Type out the records that follow, exactly as given.

Segment Start: EXTRACTED INFORMATION

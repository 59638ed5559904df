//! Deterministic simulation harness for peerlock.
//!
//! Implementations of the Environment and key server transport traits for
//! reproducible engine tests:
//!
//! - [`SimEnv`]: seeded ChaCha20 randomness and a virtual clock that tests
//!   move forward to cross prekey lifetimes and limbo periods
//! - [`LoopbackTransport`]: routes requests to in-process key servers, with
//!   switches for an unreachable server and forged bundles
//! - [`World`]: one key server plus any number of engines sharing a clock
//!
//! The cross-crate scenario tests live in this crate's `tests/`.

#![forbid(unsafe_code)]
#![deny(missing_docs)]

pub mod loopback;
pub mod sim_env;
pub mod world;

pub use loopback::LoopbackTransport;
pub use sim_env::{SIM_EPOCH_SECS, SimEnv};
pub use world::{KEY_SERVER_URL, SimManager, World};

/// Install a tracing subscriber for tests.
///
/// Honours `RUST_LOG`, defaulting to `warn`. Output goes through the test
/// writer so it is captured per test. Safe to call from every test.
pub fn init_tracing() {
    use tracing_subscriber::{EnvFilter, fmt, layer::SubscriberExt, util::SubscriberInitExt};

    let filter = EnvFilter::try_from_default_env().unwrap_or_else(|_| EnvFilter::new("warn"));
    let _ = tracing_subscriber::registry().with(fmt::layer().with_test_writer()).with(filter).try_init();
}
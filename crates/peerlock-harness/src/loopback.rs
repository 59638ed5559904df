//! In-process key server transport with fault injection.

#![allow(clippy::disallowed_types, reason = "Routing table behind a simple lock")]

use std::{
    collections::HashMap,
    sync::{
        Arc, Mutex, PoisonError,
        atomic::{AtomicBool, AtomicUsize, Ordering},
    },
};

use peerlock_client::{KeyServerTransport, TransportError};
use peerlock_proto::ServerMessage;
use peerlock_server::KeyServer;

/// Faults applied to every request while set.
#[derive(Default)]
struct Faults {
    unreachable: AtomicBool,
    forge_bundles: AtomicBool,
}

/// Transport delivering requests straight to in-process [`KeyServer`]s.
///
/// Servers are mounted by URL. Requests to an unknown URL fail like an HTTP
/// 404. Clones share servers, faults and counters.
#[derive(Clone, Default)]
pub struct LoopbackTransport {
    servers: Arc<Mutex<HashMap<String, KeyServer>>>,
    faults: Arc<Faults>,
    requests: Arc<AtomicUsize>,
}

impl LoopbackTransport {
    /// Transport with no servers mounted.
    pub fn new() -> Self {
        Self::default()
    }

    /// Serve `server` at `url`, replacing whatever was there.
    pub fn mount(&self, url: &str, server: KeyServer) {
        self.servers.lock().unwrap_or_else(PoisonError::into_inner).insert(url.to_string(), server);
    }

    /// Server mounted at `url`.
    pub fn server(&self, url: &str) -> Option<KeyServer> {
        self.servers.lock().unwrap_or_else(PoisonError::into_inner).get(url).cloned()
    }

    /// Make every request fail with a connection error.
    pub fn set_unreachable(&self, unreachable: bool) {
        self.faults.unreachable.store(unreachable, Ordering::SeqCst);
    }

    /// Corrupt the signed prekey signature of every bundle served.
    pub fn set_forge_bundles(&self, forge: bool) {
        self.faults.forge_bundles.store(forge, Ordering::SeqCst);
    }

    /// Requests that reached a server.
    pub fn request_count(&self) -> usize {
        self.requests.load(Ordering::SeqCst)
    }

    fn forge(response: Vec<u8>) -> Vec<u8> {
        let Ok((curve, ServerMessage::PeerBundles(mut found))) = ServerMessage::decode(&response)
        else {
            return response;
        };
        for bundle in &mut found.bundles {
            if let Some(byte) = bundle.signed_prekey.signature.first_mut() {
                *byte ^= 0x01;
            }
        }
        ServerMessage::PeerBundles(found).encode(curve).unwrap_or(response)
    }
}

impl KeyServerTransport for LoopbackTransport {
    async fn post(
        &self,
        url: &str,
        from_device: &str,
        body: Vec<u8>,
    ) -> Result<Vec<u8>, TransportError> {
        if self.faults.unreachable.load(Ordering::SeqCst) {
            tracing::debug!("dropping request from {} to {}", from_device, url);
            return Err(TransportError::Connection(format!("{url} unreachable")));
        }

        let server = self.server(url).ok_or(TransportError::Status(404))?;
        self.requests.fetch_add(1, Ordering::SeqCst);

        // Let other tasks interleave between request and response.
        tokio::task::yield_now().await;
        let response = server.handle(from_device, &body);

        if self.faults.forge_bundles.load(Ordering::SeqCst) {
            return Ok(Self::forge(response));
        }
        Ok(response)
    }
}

Segment End: EXTRACTED INFORMATION

* ANSWER BOX *
repository 59638ed5559904df
//! Deterministic simulation harness for peerlock.
//!
//! Implementations of the Environment and key server transport traits for
//! reproducible engine tests:
//!
//! - [`SimEnv`]: seeded ChaCha20 randomness and a virtual clock that tests
//!   move forward to cross prekey lifetimes and limbo periods
//! - [`LoopbackTransport`]: routes requests to in-process key servers, with
//!   switches for an unreachable server and forged bundles
//! - [`World`]: one key server plus any number of engines sharing a clock
//!
//! The cross-crate scenario tests live in this crate's `tests/`.

#![forbid(unsafe_code)]
#![deny(missing_docs)]

pub mod loopback;
pub mod sim_env;
pub mod world;

pub use loopback::LoopbackTransport;
pub use sim_env::{SIM_EPOCH_SECS, SimEnv};
pub use world::{KEY_SERVER_URL, SimManager, World};

/// Install a tracing subscriber for tests.
///
/// Honours `RUST_LOG`, defaulting to `warn`. Output goes through the test
/// writer so it is captured per test. Safe to call from every test.
pub fn init_tracing() {
    use tracing_subscriber::{EnvFilter, fmt, layer::SubscriberExt, util::SubscriberInitExt};

    let filter = EnvFilter::try_from_default_env().unwrap_or_else(|_| EnvFilter::new("warn"));
    let _ = tracing_subscriber::registry().with(fmt::layer().with_test_writer()).with(filter).try_init();
}
filename crates/peerlock-harness/src/loopback.rs
repository 59638ed5559904df
//! In-process key server transport with fault injection.

#![allow(clippy::disallowed_types, reason = "Routing table behind a simple lock")]

use std::{
    collections::HashMap,
    sync::{
        Arc, Mutex, PoisonError,
        atomic::{AtomicBool, AtomicUsize, Ordering},
    },
};

use peerlock_client::{KeyServerTransport, TransportError};
use peerlock_proto::ServerMessage;
use peerlock_server::KeyServer;

/// Faults applied to every request while set.
#[derive(Default)]
struct Faults {
    unreachable: AtomicBool,
    forge_bundles: AtomicBool,
}

/// Transport delivering requests straight to in-process [`KeyServer`]s.
///
/// Servers are mounted by URL. Requests to an unknown URL fail like an HTTP
/// 404. Clones share servers, faults and counters.
#[derive(Clone, Default)]
pub struct LoopbackTransport {
    servers: Arc<Mutex<HashMap<String, KeyServer>>>,
    faults: Arc<Faults>,
    requests: Arc<AtomicUsize>,
}

impl LoopbackTransport {
    /// Transport with no servers mounted.
    pub fn new() -> Self {
        Self::default()
    }

    /// Serve `server` at `url`, replacing whatever was there.
    pub fn mount(&self, url: &str, server: KeyServer) {
        self.servers.lock().unwrap_or_else(PoisonError::into_inner).insert(url.to_string(), server);
    }

    /// Server mounted at `url`.
    pub fn server(&self, url: &str) -> Option<KeyServer> {
        self.servers.lock().unwrap_or_else(PoisonError::into_inner).get(url).cloned()
    }

    /// Make every request fail with a connection error.
    pub fn set_unreachable(&self, unreachable: bool) {
        self.faults.unreachable.store(unreachable, Ordering::SeqCst);
    }

    /// Corrupt the signed prekey signature of every bundle served.
    pub fn set_forge_bundles(&self, forge: bool) {
        self.faults.forge_bundles.store(forge, Ordering::SeqCst);
    }

    /// Requests that reached a server.
    pub fn request_count(&self) -> usize {
        self.requests.load(Ordering::SeqCst)
    }

    fn forge(response: Vec<u8>) -> Vec<u8> {
        let Ok((curve, ServerMessage::PeerBundles(mut found))) = ServerMessage::decode(&response)
        else {
            return response;
        };
        for bundle in &mut found.bundles {
            if let Some(byte) = bundle.signed_prekey.signature.first_mut() {
                *byte ^= 0x01;
            }
        }
        ServerMessage::PeerBundles(found).encode(curve).unwrap_or(response)
    }
}

impl KeyServerTransport for LoopbackTransport {
    async fn post(
        &self,
        url: &str,
        from_device: &str,
        body: Vec<u8>,
    ) -> Result<Vec<u8>, TransportError> {
        if self.faults.unreachable.load(Ordering::SeqCst) {
            tracing::debug!("dropping request from {} to {}", from_device, url);
            return Err(TransportError::Connection(format!("{url} unreachable")));
        }

        let server = self.server(url).ok_or(TransportError::Status(404))?;
        self.requests.fetch_add(1, Ordering::SeqCst);

        // Let other tasks interleave between request and response.
        tokio::task::yield_now().await;
        let response = server.handle(from_device, &body);

        if self.faults.forge_bundles.load(Ordering::SeqCst) {
            return Ok(Self::forge(response));
        }
        Ok(response)
    }
}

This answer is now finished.